Data for analysis -

=-=-=-=-=

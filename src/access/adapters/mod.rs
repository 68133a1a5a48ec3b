//! Adapter implementations for authorization ports.

pub mod memory;
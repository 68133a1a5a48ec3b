//! In-memory role directory.

mod directory;

pub use directory::{DirectoryLockError, RoleDirectory};
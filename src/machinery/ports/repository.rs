//! Repository ports for machine and machine-type persistence.

use crate::machinery::domain::{
    Machine, MachineCode, MachineId, MachineState, MachineType, MachineTypeId,
};
use async_trait::async_trait;
use std::sync::Arc;
use thiserror::Error;

/// Result type for machine repository operations.
pub type MachineRepositoryResult<T> = Result<T, MachineRepositoryError>;

/// Result type for machine-type repository operations.
pub type MachineTypeRepositoryResult<T> = Result<T, MachineTypeRepositoryError>;

/// Filter applied when listing machines. Unset fields match everything.
#[derive(Debug, Clone, Default, PartialEq, Eq)]
pub struct MachineFilter {
    /// Only machines in this state.
    pub state: Option<MachineState>,
    /// Only machines of this type.
    pub machine_type: Option<MachineTypeId>,
    /// Only active (`true`) or inactive (`false`) machines.
    pub active: Option<bool>,
    /// Case-insensitive text contained in name, code or description.
    pub text: Option<String>,
}

impl MachineFilter {
    /// Returns `true` when the machine satisfies every set criterion.
    #[must_use]
    pub fn matches(&self, machine: &Machine) -> bool {
        if self.state.is_some_and(|state| machine.state() != state) {
            return false;
        }
        if self
            .machine_type
            .is_some_and(|machine_type| machine.details().machine_type() != Some(machine_type))
        {
            return false;
        }
        if self.active.is_some_and(|active| machine.is_active() != active) {
            return false;
        }
        self.text.as_deref().is_none_or(|text| {
            let needle = text.trim().to_lowercase();
            [
                Some(machine.name()),
                Some(machine.code().as_str()),
                machine.details().description(),
            ]
            .into_iter()
            .flatten()
            .any(|haystack| haystack.to_lowercase().contains(&needle))
        })
    }
}

/// Machine persistence contract.
#[async_trait]
pub trait MachineRepository: Send + Sync {
    /// Stores a new machine.
    ///
    /// # Errors
    ///
    /// Returns [`MachineRepositoryError::DuplicateMachine`] when the ID
    /// exists or [`MachineRepositoryError::DuplicateCode`] when the code is
    /// already taken.
    async fn store(&self, machine: &Machine) -> MachineRepositoryResult<()>;

    /// Persists the descriptive fields and active flag of an existing
    /// machine. The stored operational state is never overwritten.
    ///
    /// # Errors
    ///
    /// Returns [`MachineRepositoryError::NotFound`] when the machine does not
    /// exist.
    async fn update(&self, machine: &Machine) -> MachineRepositoryResult<()>;

    /// Writes the operational state of `machine` only if the stored state
    /// is still `expected`.
    ///
    /// Returns `false` without writing when another writer changed the
    /// state first.
    ///
    /// # Errors
    ///
    /// Returns [`MachineRepositoryError::NotFound`] when the machine does not
    /// exist.
    async fn update_state(
        &self,
        machine: &Machine,
        expected: MachineState,
    ) -> MachineRepositoryResult<bool>;

    /// Finds a machine by identifier.
    async fn find_by_id(&self, id: MachineId) -> MachineRepositoryResult<Option<Machine>>;

    /// Finds a machine by its unique code.
    async fn find_by_code(&self, code: &MachineCode) -> MachineRepositoryResult<Option<Machine>>;

    /// Lists machines matching the filter, ordered by name then code.
    async fn list(&self, filter: &MachineFilter) -> MachineRepositoryResult<Vec<Machine>>;
}

/// Machine-type persistence contract.
#[async_trait]
pub trait MachineTypeRepository: Send + Sync {
    /// Stores a new machine type.
    ///
    /// # Errors
    ///
    /// Returns [`MachineTypeRepositoryError::DuplicateName`] when the name is
    /// already taken.
    async fn store(&self, machine_type: &MachineType) -> MachineTypeRepositoryResult<()>;

    /// Persists changes to an existing machine type.
    ///
    /// # Errors
    ///
    /// Returns [`MachineTypeRepositoryError::NotFound`] when the type does
    /// not exist.
    async fn update(&self, machine_type: &MachineType) -> MachineTypeRepositoryResult<()>;

    /// Finds a machine type by identifier.
    async fn find_by_id(&self, id: MachineTypeId)
    -> MachineTypeRepositoryResult<Option<MachineType>>;

    /// Lists active machine types ordered by name.
    async fn list_active(&self) -> MachineTypeRepositoryResult<Vec<MachineType>>;
}

/// Errors returned by machine repository implementations.
#[derive(Debug, Clone, Error)]
pub enum MachineRepositoryError {
    /// A machine with the same identifier already exists.
    #[error("duplicate machine identifier: {0}")]
    DuplicateMachine(MachineId),

    /// Another machine already uses the code.
    #[error("machine code already in use: {0}")]
    DuplicateCode(MachineCode),

    /// The machine was not found.
    #[error("machine not found: {0}")]
    NotFound(MachineId),

    /// Persistence-layer failure.
    #[error("persistence error: {0}")]
    Persistence(Arc<dyn std::error::Error + Send + Sync>),
}

impl MachineRepositoryError {
    /// Wraps a persistence error.
    pub fn persistence(err: impl std::error::Error + Send + Sync + 'static) -> Self {
        Self::Persistence(Arc::new(err))
    }
}

/// Errors returned by machine-type repository implementations.
#[derive(Debug, Clone, Error)]
pub enum MachineTypeRepositoryError {
    /// Another machine type already uses the name.
    #[error("machine type name already in use: {0}")]
    DuplicateName(String),

    /// The machine type was not found.
    #[error("machine type not found: {0}")]
    NotFound(MachineTypeId),

    /// Persistence-layer failure.
    #[error("persistence error: {0}")]
    Persistence(Arc<dyn std::error::Error + Send + Sync>),
}

impl MachineTypeRepositoryError {
    /// Wraps a persistence error.
    pub fn persistence(err: impl std::error::Error + Send + Sync + 'static) -> Self {
        Self::Persistence(Arc::new(err))
    }
}
//! In-memory machinery repositories for tests and embedded use.

mod machine;
mod machine_type;

pub use machine::InMemoryMachineRepository;
pub use machine_type::InMemoryMachineTypeRepository;
//! Retry loop around the numbering allocator.

use crate::work_order::{
    domain::{PendingWorkOrder, WorkOrder},
    ports::{WorkOrderRepository, WorkOrderRepositoryError, WorkOrderRepositoryResult},
};
use std::future::Future;
use tracing::debug;

/// Retries after a numbering collision when no setting overrides it.
pub const DEFAULT_NUMBERING_RETRIES: u32 = 3;

/// Inserts `pending`, retrying up to `retries` times when the allocated
/// numbers collide with a concurrent insert.
pub(crate) async fn insert_with_retry<W>(
    work_orders: &W,
    pending: PendingWorkOrder,
    retries: u32,
) -> WorkOrderRepositoryResult<WorkOrder>
where
    W: WorkOrderRepository + ?Sized,
{
    retry_numbering(&pending, retries, move |attempt| {
        work_orders.insert_numbered(attempt)
    })
    .await
}

/// Runs `insert` with a copy of `pending`, repeating it while the
/// allocated numbers collide and fewer than `retries` retries were spent.
pub(crate) async fn retry_numbering<T, F, Fut>(
    pending: &PendingWorkOrder,
    retries: u32,
    mut insert: F,
) -> WorkOrderRepositoryResult<T>
where
    F: FnMut(PendingWorkOrder) -> Fut,
    Fut: Future<Output = WorkOrderRepositoryResult<T>>,
{
    let mut attempt: u32 = 0;
    loop {
        match insert(pending.clone()).await {
            Err(WorkOrderRepositoryError::DuplicateNumber(numbers)) if attempt < retries => {
                attempt += 1;
                debug!(
                    work_order_id = %pending.id(),
                    correlative = %numbers.correlative(),
                    odt_number = %numbers.odt_number(),
                    attempt,
                    "work order numbers collided, retrying"
                );
            }
            result => return result,
        }
    }
}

=-=-=-=-=

All lines from the beginning of the entries through the line marked "filename src/machinery/ports/repository.rs" are to be output exactly; nothing else belongs in the answer.

filename src/access/adapters/mod.rs
repository 68133a1a5a48ec3b
//! Adapter implementations for authorization ports.

pub mod memory;
repository 68133a1a5a48ec3b
//! In-memory role directory.

mod directory;

pub use directory::{DirectoryLockError, RoleDirectory};
filename src/machinery/ports/repository.rs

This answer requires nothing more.